Collected data
=== Section Start ===

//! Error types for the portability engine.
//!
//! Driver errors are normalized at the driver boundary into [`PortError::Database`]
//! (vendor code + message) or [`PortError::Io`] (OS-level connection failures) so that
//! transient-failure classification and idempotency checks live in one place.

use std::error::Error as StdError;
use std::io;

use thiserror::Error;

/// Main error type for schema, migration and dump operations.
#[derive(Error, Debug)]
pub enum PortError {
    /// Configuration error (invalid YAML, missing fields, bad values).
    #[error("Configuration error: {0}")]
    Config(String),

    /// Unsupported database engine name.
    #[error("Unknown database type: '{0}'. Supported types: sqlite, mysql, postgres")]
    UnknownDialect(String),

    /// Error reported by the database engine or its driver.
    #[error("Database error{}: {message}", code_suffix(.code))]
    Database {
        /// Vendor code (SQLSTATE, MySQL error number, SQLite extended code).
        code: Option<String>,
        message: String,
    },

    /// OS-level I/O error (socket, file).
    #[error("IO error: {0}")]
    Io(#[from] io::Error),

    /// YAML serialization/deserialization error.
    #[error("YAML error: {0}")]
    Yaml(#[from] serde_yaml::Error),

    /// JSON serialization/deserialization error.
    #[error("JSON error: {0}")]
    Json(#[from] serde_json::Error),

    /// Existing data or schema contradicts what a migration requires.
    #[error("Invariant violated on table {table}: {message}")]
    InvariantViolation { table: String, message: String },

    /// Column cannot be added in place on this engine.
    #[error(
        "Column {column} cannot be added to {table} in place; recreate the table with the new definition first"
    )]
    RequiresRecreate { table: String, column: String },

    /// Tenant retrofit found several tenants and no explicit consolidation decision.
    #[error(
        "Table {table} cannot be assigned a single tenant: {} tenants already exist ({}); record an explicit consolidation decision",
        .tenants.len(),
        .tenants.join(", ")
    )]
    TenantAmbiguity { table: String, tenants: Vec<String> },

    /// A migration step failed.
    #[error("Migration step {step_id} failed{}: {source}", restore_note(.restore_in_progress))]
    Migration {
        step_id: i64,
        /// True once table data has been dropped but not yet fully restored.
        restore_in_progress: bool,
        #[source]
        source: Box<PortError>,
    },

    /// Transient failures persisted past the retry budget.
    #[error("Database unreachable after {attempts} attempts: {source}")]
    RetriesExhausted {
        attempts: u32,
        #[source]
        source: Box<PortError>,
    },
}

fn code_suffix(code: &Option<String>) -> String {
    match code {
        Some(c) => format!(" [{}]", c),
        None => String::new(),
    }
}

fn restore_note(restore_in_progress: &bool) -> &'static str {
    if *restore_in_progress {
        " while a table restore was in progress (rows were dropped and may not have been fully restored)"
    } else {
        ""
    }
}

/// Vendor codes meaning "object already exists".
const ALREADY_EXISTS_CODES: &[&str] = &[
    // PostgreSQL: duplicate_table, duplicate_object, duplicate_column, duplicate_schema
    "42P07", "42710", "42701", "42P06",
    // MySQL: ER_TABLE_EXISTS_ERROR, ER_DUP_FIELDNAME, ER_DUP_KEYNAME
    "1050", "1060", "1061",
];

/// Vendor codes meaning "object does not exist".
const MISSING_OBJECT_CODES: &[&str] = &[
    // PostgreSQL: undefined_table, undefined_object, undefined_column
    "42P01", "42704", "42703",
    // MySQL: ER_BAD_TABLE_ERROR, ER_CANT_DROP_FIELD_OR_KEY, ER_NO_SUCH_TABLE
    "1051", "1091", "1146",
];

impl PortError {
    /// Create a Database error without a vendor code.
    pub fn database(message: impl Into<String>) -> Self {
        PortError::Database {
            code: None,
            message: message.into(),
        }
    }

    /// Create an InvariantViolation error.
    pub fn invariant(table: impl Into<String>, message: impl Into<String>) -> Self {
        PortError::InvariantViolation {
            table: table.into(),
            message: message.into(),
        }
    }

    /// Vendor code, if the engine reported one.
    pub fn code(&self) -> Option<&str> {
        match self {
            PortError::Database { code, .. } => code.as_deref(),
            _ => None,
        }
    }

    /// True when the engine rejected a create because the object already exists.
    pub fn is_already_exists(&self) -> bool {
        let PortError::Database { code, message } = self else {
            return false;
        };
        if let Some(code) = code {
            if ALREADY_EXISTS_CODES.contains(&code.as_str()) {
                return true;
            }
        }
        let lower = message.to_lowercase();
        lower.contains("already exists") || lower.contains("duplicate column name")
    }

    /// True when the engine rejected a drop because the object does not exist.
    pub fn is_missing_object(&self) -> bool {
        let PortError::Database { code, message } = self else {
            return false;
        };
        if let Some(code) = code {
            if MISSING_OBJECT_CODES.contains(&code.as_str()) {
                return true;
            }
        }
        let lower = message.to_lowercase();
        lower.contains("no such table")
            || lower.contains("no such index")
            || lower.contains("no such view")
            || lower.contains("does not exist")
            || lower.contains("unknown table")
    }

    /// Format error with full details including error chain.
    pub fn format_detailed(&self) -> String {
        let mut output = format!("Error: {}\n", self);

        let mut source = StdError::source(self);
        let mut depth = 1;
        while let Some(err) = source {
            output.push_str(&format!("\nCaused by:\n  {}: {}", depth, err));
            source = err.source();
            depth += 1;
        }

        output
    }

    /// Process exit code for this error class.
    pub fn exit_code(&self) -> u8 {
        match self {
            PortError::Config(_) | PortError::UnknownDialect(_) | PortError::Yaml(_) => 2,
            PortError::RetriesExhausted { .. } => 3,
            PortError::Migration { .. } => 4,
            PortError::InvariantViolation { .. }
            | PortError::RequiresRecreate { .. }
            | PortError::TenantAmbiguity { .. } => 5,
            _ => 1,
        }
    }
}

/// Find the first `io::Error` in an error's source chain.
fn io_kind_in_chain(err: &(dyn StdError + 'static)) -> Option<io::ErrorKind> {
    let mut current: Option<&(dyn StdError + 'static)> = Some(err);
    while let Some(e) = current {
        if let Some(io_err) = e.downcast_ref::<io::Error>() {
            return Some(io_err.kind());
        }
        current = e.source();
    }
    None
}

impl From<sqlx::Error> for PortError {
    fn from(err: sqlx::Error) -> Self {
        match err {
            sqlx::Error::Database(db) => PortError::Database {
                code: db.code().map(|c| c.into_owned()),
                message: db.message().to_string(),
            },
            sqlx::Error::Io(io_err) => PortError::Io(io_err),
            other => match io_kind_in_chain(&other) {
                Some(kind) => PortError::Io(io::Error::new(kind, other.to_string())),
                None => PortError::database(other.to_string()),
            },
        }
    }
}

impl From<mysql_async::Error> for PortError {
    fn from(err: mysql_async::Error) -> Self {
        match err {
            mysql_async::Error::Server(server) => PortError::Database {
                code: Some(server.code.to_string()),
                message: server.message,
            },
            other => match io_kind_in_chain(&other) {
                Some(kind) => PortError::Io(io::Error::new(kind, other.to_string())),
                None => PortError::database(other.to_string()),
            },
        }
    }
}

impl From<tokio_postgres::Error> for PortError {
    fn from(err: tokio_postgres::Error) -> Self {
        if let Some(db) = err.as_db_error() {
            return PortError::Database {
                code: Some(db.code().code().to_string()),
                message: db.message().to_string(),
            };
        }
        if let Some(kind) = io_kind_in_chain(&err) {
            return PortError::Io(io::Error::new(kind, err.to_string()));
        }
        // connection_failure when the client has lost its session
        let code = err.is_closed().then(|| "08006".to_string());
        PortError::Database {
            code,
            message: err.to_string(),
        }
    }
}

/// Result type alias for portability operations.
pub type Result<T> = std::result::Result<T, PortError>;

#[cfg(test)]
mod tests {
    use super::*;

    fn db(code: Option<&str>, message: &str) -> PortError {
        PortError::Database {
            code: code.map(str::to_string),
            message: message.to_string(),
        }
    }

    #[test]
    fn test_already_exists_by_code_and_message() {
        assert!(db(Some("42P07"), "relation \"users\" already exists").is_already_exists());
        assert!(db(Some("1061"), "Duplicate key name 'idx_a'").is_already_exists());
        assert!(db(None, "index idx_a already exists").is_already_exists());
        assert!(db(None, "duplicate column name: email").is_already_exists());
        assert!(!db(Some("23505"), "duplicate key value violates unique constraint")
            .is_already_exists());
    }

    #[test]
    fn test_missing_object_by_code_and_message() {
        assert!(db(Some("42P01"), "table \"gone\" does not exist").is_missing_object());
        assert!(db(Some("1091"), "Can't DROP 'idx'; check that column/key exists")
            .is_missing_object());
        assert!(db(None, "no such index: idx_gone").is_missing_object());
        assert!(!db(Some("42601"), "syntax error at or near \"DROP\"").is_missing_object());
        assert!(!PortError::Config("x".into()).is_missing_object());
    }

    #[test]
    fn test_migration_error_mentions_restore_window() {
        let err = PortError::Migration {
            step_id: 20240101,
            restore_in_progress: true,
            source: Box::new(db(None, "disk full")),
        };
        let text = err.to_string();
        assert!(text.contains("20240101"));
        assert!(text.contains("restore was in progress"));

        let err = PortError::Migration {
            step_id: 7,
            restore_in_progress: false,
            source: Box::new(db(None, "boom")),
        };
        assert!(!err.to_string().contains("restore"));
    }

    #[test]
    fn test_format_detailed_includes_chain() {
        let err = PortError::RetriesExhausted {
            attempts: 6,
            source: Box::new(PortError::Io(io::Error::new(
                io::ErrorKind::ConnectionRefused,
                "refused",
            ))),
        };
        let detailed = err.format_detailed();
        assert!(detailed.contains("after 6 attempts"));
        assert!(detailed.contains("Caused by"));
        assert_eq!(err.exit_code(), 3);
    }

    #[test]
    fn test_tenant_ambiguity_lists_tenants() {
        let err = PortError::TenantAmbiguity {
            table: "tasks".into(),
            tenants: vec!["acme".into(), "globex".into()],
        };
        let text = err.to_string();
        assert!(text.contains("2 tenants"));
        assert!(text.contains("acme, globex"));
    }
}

=== Section End ===
=== Section Start ===

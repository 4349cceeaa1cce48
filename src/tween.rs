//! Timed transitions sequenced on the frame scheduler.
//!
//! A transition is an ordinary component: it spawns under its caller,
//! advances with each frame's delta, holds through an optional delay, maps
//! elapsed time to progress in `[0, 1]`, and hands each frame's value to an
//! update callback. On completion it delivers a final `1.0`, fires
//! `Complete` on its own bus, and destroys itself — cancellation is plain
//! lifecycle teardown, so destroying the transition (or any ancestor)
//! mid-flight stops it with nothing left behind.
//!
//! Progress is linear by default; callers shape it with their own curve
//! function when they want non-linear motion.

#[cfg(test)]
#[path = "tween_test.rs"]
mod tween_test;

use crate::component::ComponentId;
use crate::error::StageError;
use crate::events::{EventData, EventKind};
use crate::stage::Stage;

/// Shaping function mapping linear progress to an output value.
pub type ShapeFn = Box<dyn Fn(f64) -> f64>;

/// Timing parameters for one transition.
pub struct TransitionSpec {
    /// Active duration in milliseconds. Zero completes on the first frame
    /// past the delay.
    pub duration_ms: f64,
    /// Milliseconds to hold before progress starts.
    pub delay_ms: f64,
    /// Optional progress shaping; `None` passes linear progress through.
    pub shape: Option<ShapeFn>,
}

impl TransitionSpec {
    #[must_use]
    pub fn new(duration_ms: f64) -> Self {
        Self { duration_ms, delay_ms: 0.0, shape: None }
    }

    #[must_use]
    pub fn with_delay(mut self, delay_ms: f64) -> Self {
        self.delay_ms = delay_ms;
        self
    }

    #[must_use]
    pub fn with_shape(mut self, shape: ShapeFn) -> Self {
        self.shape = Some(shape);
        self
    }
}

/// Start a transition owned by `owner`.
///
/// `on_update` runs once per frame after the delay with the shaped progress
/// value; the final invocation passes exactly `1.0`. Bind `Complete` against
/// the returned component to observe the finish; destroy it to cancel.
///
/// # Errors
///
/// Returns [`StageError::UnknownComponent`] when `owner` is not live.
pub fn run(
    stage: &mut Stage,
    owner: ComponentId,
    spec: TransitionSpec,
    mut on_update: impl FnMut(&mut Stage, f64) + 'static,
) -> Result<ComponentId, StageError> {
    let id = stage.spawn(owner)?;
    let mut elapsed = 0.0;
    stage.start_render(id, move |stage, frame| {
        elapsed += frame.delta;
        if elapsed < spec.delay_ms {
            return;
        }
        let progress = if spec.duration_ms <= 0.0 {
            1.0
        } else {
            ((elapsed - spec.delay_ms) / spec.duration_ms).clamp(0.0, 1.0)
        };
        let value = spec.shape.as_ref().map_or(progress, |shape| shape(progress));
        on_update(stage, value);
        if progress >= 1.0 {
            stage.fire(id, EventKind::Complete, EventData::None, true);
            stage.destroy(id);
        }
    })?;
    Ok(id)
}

=== Section End ===
=== Section Start ===

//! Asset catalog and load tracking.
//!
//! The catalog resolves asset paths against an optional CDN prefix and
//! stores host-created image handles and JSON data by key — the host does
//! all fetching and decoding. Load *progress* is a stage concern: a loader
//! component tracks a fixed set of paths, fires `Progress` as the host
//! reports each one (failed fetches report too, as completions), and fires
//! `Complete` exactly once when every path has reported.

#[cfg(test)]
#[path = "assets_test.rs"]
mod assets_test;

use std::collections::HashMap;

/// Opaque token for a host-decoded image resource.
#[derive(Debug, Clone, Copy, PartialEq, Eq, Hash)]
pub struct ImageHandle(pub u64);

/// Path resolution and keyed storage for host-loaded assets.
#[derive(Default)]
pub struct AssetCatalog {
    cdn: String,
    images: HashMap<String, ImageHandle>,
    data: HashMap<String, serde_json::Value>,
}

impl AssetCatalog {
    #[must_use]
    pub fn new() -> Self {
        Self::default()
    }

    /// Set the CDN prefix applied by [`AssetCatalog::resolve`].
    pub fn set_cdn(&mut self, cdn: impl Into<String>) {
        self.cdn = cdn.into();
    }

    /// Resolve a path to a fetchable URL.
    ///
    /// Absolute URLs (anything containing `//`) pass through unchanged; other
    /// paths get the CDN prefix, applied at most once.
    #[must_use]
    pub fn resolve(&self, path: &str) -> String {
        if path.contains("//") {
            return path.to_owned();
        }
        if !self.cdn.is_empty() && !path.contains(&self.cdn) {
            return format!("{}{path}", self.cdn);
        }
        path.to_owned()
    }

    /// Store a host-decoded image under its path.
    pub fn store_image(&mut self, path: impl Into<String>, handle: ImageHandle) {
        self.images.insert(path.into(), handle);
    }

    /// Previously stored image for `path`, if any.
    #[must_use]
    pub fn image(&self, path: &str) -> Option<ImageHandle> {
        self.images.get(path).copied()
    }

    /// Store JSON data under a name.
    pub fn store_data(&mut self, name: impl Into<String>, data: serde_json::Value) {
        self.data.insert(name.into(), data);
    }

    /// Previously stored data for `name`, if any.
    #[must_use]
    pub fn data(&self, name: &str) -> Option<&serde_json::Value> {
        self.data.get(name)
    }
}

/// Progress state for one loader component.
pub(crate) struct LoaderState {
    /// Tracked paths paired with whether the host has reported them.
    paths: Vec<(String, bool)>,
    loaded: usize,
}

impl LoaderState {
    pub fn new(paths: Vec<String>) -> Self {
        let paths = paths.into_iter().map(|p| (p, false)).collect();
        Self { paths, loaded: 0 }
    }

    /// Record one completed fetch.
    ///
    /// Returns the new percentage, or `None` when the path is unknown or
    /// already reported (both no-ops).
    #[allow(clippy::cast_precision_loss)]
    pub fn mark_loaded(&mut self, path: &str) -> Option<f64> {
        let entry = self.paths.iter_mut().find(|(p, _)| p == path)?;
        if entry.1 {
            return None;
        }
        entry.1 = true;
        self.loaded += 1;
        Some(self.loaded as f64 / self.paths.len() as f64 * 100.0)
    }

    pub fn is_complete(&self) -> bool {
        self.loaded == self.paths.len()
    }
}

=== Section End ===

- **TASK**:
Set down, exactly as they appear above, all lines from the one that has "the portability engine." down to the one that has "use std::io;", including those two and no others.

- **EXERCISE RESPONSE**:
//! Error types for the portability engine.
//!
//! Driver errors are normalized at the driver boundary into [`PortError::Database`]
//! (vendor code + message) or [`PortError::Io`] (OS-level connection failures) so that
//! transient-failure classification and idempotency checks live in one place.

use std::error::Error as StdError;
use std::io;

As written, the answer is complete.